Some serve as little more than a pretext for merrymaking, but others wield significant economic and political clout.
“The rituals may be of another age, but there is a positive effect” on producers of the delicacies, said Joaquim Pueyo, a lawmaker from the Orne region who was among a handful of politicians attending the weekend festivities.
The fact that local butchers continue to churn out tripe — a humble leftover from a leaner bygone era with a small, but committed fan base in northern France — is in no small part due to the efforts of the brotherhood, Pueyo said.
“We cannot keep up with demand,” said Guillaume Delignou, a 29-year-old who recently took over one of Ferte-Mace’s best-known butcheries.
It is not just graying gourmets that wear the brotherhoods’ colors with pride.
Several former presidents have agreed to fly the flag for local produce as a sign of their commitment to France’s culinary heritage, which was honored with a UNESCO world heritage listing in 2010.
Former French president Jacques Chirac, a man with a legendary appetite, was inducted into a brotherhood for calves’ brains, while former French president Francois Mitterrand was a champion for cassoulet, a sausage and bean stew.
French President Emmanuel Macron was the prize catch at this year’s Paris farm fair for the society of the piebald Bayeux pig, with the order’s grand mistresses making him an honorary member when he visited their stand.
Many politicians from rural constituencies agree to bat for several brotherhoods, such as Nathalie Goulet, senator for the Orne region, a vegetarian who nonetheless plumps for black pudding, white pudding and tripe among other local favorites, including Camembert.
Addressing the crowd gathered for lunch at the Manoir du Lys, she credited her victory in last year’s Senate elections to the fact that she was wearing her “lucky charm,” the skewered tripe medallion.

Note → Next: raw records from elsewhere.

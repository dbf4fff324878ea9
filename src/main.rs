//! Root binary for the workspace. The actual argument parsing, scenario
//! construction, and kernel dispatch live in `consensus-cli`, which is also
//! usable as `cargo run -p consensus-cli`; this binary exists so the
//! workspace has a single top-level entry point named after the package.

#[tokio::main]
async fn main() -> anyhow::Result<()> {
    consensus_cli::run().await
}
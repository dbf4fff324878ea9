use thiserror::Error;

use crate::SlotId;

/// Errors a handler or the hosting kernel can raise while running a
/// protocol. These are failures of the simulation itself (a malformed
/// topology, a broken invariant) rather than protocol-level outcomes like
/// "abort" or "traitor detected", which the algorithms represent as regular
/// status transitions, not errors.
#[derive(Debug, Error)]
pub enum ConsensusError {
    #[error("node slot {0} has no registered neighbor at index {1}")]
    UnknownNeighbor(SlotId, SlotId),

    #[error("node slot {0} received a message with no recognized variant for its current status")]
    UnexpectedMessage(SlotId),

    #[error("invariant violated: {0}")]
    InvariantViolation(String),

    #[error("topology restriction violated: {0}")]
    RestrictionViolation(String),

    #[error("scenario configuration error: {0}")]
    Configuration(String),
}
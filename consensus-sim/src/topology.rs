use consensus_core::{NodeId, SlotId};
use rand::seq::SliceRandom;
use rand_chacha::ChaCha8Rng;

/// A connectivity graph plus the application-level identities assigned to
/// each slot. Built once per run and handed to [`crate::Kernel::new`];
/// never mutated afterward — topology is fixed for the duration of a run.
#[derive(Debug, Clone)]
pub struct Topology {
    adjacency: Vec<Vec<SlotId>>,
    node_ids: Vec<NodeId>,
}

impl Topology {
    pub fn node_count(&self) -> usize {
        self.adjacency.len()
    }

    pub fn neighbors(&self, slot: SlotId) -> &[SlotId] {
        &self.adjacency[slot]
    }

    pub fn node_id(&self, slot: SlotId) -> NodeId {
        self.node_ids[slot]
    }

    pub fn is_bidirectional(&self) -> bool {
        self.adjacency.iter().enumerate().all(|(slot, peers)| {
            peers
                .iter()
                .all(|&p| self.adjacency[p].contains(&slot))
        })
    }

    /// True if the graph is connected when treated as undirected, via a
    /// plain breadth-first walk from slot 0.
    pub fn is_connected(&self) -> bool {
        let n = self.node_count();
        if n == 0 {
            return true;
        }
        let mut seen = vec![false; n];
        let mut queue = std::collections::VecDeque::from([0usize]);
        seen[0] = true;
        let mut visited = 1;
        while let Some(slot) = queue.pop_front() {
            for &peer in &self.adjacency[slot] {
                if !seen[peer] {
                    seen[peer] = true;
                    visited += 1;
                    queue.push_back(peer);
                }
            }
        }
        visited == n
    }

    pub fn node_ids(&self) -> &[NodeId] {
        &self.node_ids
    }

    /// Fully connected mesh of `n` nodes, ids `1..=n` shuffled with `rng`
    /// so slot order doesn't leak identity order.
    pub fn complete_graph(n: usize, rng: &mut ChaCha8Rng) -> Self {
        let mut node_ids: Vec<NodeId> = (1..=n as NodeId).collect();
        node_ids.shuffle(rng);
        let adjacency = (0..n)
            .map(|slot| (0..n).filter(|&other| other != slot).collect())
            .collect();
        Self {
            adjacency,
            node_ids,
        }
    }

    /// Ring of `n` nodes, each additionally connected to `chords` evenly
    /// spaced non-adjacent peers. Used by scenarios that need a connected
    /// but non-complete graph to exercise multi-hop broadcast relay.
    pub fn ring_with_chords(n: usize, chords: usize, rng: &mut ChaCha8Rng) -> Self {
        let mut node_ids: Vec<NodeId> = (1..=n as NodeId).collect();
        node_ids.shuffle(rng);
        let mut adjacency: Vec<Vec<SlotId>> = (0..n)
            .map(|slot| vec![(slot + n - 1) % n, (slot + 1) % n])
            .collect();
        for slot in 0..n {
            for c in 1..=chords {
                let step = n / (chords + 2).max(1);
                let target = (slot + step * (c + 1)) % n;
                if target != slot && !adjacency[slot].contains(&target) {
                    adjacency[slot].push(target);
                    adjacency[target].push(slot);
                }
            }
        }
        Self {
            adjacency,
            node_ids,
        }
    }
}

#[cfg(test)]
mod tests {
    use super::*;
    use rand::SeedableRng;

    #[test]
    fn complete_graph_is_connected_and_bidirectional() {
        let mut rng = ChaCha8Rng::seed_from_u64(1);
        let topo = Topology::complete_graph(5, &mut rng);
        assert!(topo.is_connected());
        assert!(topo.is_bidirectional());
        assert_eq!(topo.node_ids().len(), 5);
    }

    #[test]
    fn ring_with_chords_is_connected() {
        let mut rng = ChaCha8Rng::seed_from_u64(2);
        let topo = Topology::ring_with_chords(8, 1, &mut rng);
        assert!(topo.is_connected());
        assert!(topo.is_bidirectional());
    }
}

Praising the brotherhoods, whose members are known as knights, as representing “the best of France’s culinary art,” she urged them to widen their nets and recruit catering-school students to the cause.
“We have to pass it on,” she said.
Franck Quinton, chef at the one-star Manoir du Lys, is committed to keeping the fires lit by his grandfather — founder of the skewered tripe brotherhood — burning, but he also wants to elevate the meaty bundles, which are cooked for 14 hours in cider and calvados (some recipes use white wine) and are traditionally eaten at breakfast.
“I grill them with lobster and scallops. Delicious,” he said.